• **What you should do**
The line bearing "req.extensions_mut().insert(Arc::new(base_url));", together with all lines after it to the end of the material, should be repeated exactly; leave out everything else.

• **Data under study**
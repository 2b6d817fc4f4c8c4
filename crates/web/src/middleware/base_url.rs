use std::sync::Arc;

use axum::{extract::Request, http::HeaderMap, middleware::Next, response::IntoResponse};

/// Scheme, host and path prefix under which a client reached the server,
/// honoring reverse proxy headers.
#[derive(Debug, Clone, PartialEq, Eq)]
pub struct BaseUrl {
    proto: String,
    host: String,
    prefix: String,
}

fn header<'a>(headers: &'a HeaderMap, name: &str) -> Option<&'a str> {
    headers.get(name).and_then(|value| value.to_str().ok())
}

impl BaseUrl {
    pub fn from_headers(headers: &HeaderMap) -> Self {
        let proto = header(headers, "x-forwarded-proto").unwrap_or("http");
        let host = header(headers, "x-forwarded-host")
            .or_else(|| header(headers, "host"))
            .unwrap_or("localhost");
        let prefix = header(headers, "x-forwarded-prefix")
            .unwrap_or("")
            .trim_end_matches('/');

        Self {
            proto: proto.to_owned(),
            host: host.to_owned(),
            prefix: prefix.to_owned(),
        }
    }

    pub fn full_url<S: Into<String>>(&self, path: S) -> String {
        format!("{}://{}{}{}", self.proto, self.host, self.prefix, path.into())
    }
}

pub async fn base_url_middleware(mut req: Request, next: Next) -> impl IntoResponse {
    let base_url = BaseUrl::from_headers(req.headers());
    req.extensions_mut().insert(Arc::new(base_url));

    next.run(req).await
}

#[cfg(test)]
mod tests {
    use super::*;

    #[test]
    fn forwarded_headers_win_over_host() {
        let mut headers = HeaderMap::new();
        headers.insert("host", "10.0.0.4:3000".parse().unwrap());
        headers.insert("x-forwarded-proto", "https".parse().unwrap());
        headers.insert("x-forwarded-host", "rail.example".parse().unwrap());
        headers.insert("x-forwarded-prefix", "/tracking/".parse().unwrap());

        assert_eq!(
            BaseUrl::from_headers(&headers).full_url("/api/v1/events"),
            "https://rail.example/tracking/api/v1/events"
        );
    }

    #[test]
    fn defaults_without_headers() {
        assert_eq!(
            BaseUrl::from_headers(&HeaderMap::new()).full_url("/api/ping"),
            "http://localhost/api/ping"
        );
    }
}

• **Solution to the problem**
    req.extensions_mut().insert(Arc::new(base_url));

    next.run(req).await
}

#[cfg(test)]
mod tests {
    use super::*;

    #[test]
    fn forwarded_headers_win_over_host() {
        let mut headers = HeaderMap::new();
        headers.insert("host", "10.0.0.4:3000".parse().unwrap());
        headers.insert("x-forwarded-proto", "https".parse().unwrap());
        headers.insert("x-forwarded-host", "rail.example".parse().unwrap());
        headers.insert("x-forwarded-prefix", "/tracking/".parse().unwrap());

        assert_eq!(
            BaseUrl::from_headers(&headers).full_url("/api/v1/events"),
            "https://rail.example/tracking/api/v1/events"
        );
    }

    #[test]
    fn defaults_without_headers() {
        assert_eq!(
            BaseUrl::from_headers(&HeaderMap::new()).full_url("/api/ping"),
            "http://localhost/api/ping"
        );
    }
}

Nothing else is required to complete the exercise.